Tant avez fait par votre grant douceur, Trés doulz ami, que vous m’avez conquise. Plus n’y convient complainte ne clamour, Ja n’y ara par moi deffense mise. Amours le veut par sa douce maistrise, Et moi aussi le vueil, car, se m’ait Dieux, Au fort c’était folour quant je m’avise De reffuser ami si gracieux. Et j’ai espoir qu’il a tant de valour En vous, que bien sera m’amour assise, Quant de beaulté, de grace et tout honnour Il y a tant que c’est droit qu’il souffise ; Si est bien droit que sur tous vous eslise : Car vous êtes digne d’avoir trop mieulx, Et j’ai eu tort, quant tant m’avez requise, De reffuser ami si gracieux.

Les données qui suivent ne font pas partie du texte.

//! Greedy block template construction over mempool packages.

use std::collections::HashSet;

use basaltd_chainstate::validation::{height_script, transaction_sigops};
use basaltd_chainstate::ChainState;
use basaltd_consensus::{block_subsidy, Hash256};
use basaltd_mempool::Mempool;
use basaltd_pow::check_proof_of_work;
use basaltd_primitives::block::{Block, BlockHeader, HEADER_SIZE};
use basaltd_primitives::outpoint::OutPoint;
use basaltd_primitives::transaction::{Transaction, TxIn, TxOut};
use basaltd_storage::KeyValueStore;
use tracing::debug;

#[derive(Debug)]
pub enum MinerError {
    /// The chain has no tip to build on.
    NoChainTip,
}

impl std::fmt::Display for MinerError {
    fn fmt(&self, f: &mut std::fmt::Formatter<'_>) -> std::fmt::Result {
        match self {
            MinerError::NoChainTip => write!(f, "no chain tip to build on"),
        }
    }
}

impl std::error::Error for MinerError {}

/// A candidate block ready for proof-of-work, with its accounting.
pub struct BlockTemplate {
    pub block: Block,
    pub height: i32,
    pub total_fees: i64,
    pub size: usize,
    pub sigops: u32,
}

/// Build a block on the current tip, packing mempool transactions by
/// descending ancestor fee rate. A transaction is only included
/// together with all of its unconfirmed ancestors; packages that do
/// not fit are skipped, not fatal.
pub fn create_new_block<S: KeyValueStore>(
    chain: &ChainState<S>,
    pool: &Mempool,
    payout_script: Vec<u8>,
    now: i64,
) -> Result<BlockTemplate, MinerError> {
    let ctx = chain.next_block_context().ok_or(MinerError::NoChainTip)?;
    let consensus = &chain.params().consensus;

    // Reserve room for the header, transaction count and a coinbase
    // before packing; the coinbase is finalized once fees are known.
    let coinbase_stub = coinbase_transaction(ctx.height, 0, payout_script.clone());
    let reserve = HEADER_SIZE + 9 + coinbase_stub.serialized_size();
    let size_budget = consensus.max_block_size.saturating_sub(reserve);
    let sigop_budget = consensus
        .max_block_sigops
        .saturating_sub(transaction_sigops(&coinbase_stub));

    let mut in_block: HashSet<Hash256> = HashSet::new();
    let mut selected: Vec<Hash256> = Vec::new();
    let mut total_size = 0usize;
    let mut total_sigops = 0u32;
    let mut total_fees = 0i64;

    for txid in pool.txids_by_ancestor_feerate() {
        if in_block.contains(&txid) {
            continue;
        }
        let Some(entry) = pool.get(&txid) else {
            continue;
        };
        let mut package: Vec<Hash256> = pool
            .ancestors_of(&txid)
            .into_iter()
            .filter(|ancestor| !in_block.contains(ancestor))
            .collect();
        package.push(txid);

        let mut package_size = 0usize;
        let mut package_sigops = 0u32;
        let mut package_fees = 0i64;
        for member in &package {
            let Some(member_entry) = pool.get(member) else {
                package_size = usize::MAX;
                break;
            };
            package_size += member_entry.size();
            package_sigops += member_entry.sigop_cost();
            package_fees += member_entry.fee();
        }
        if package_size == usize::MAX
            || total_size + package_size > size_budget
            || total_sigops + package_sigops > sigop_budget
        {
            debug!(
                txid = ?entry.txid(),
                "skipped package over block budget"
            );
            continue;
        }

        // Parents always carry strictly fewer unconfirmed ancestors
        // than their children, so this yields a dependency order.
        package.sort_by_key(|member| {
            let count = pool
                .get(member)
                .map(|entry| entry.ancestor_count())
                .unwrap_or(usize::MAX);
            (count, *member)
        });
        for member in package {
            in_block.insert(member);
            selected.push(member);
        }
        total_size += package_size;
        total_sigops += package_sigops;
        total_fees += package_fees;
    }

    let mut transactions = Vec::with_capacity(selected.len() + 1);
    transactions.push(coinbase_transaction(
        ctx.height,
        block_subsidy(ctx.height, consensus).saturating_add(total_fees),
        payout_script,
    ));
    for txid in &selected {
        if let Some(entry) = pool.get(txid) {
            transactions.push(entry.tx().as_ref().clone());
        }
    }

    let mut block = Block {
        header: BlockHeader {
            version: 1,
            prev_block: ctx.prev_hash,
            merkle_root: [0u8; 32],
            time: ctx.min_time.max(now.max(0) as u32),
            bits: ctx.bits,
            nonce: 0,
        },
        transactions,
    };
    block.header.merkle_root = block.computed_merkle_root();
    let size = block.serialized_size();
    debug!(
        height = ctx.height,
        transactions = block.transactions.len(),
        size,
        fees = total_fees,
        "assembled block template"
    );
    Ok(BlockTemplate {
        block,
        height: ctx.height,
        total_fees,
        size,
        sigops: total_sigops,
    })
}

/// Coinbase with the height committed at the front of its script.
fn coinbase_transaction(height: i32, value: i64, payout_script: Vec<u8>) -> Transaction {
    let mut script_sig = height_script(height);
    // Extranonce space; also keeps the script above the minimum size.
    script_sig.extend_from_slice(&[0u8; 4]);
    Transaction {
        version: 1,
        vin: vec![TxIn {
            prevout: OutPoint::null(),
            script_sig,
            sequence: basaltd_consensus::constants::SEQUENCE_FINAL,
        }],
        vout: vec![TxOut {
            value,
            script_pubkey: payout_script,
        }],
        lock_time: 0,
    }
}

/// Grind the nonce until the header meets its target. Only practical
/// on low-difficulty chains.
pub fn solve_block(block: &mut Block, pow_limit_bits: u32) {
    while check_proof_of_work(&block.header.hash(), block.header.bits, pow_limit_bits).is_err() {
        block.header.nonce = block.header.nonce.wrapping_add(1);
    }
}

Si vous retien et vous donne m’amour, Mon fin cuer doulz, et vous pri que faintise Ne soit en vous, ne nul autre faulx tour ; Car toute m’a entièrement acquise Vo doulz maintien, vo manière rassise, Et vos trés doulz amoureux et beaux yeux. Si aroye grant tort en toute guise De reffuser ami si gacieux. Mon doulz ami, que j’aime sur tous et prise, J’oy tant de bien de vous dire en tous lieux Que par raison devroye être reprise De reffuser ami si gracieux.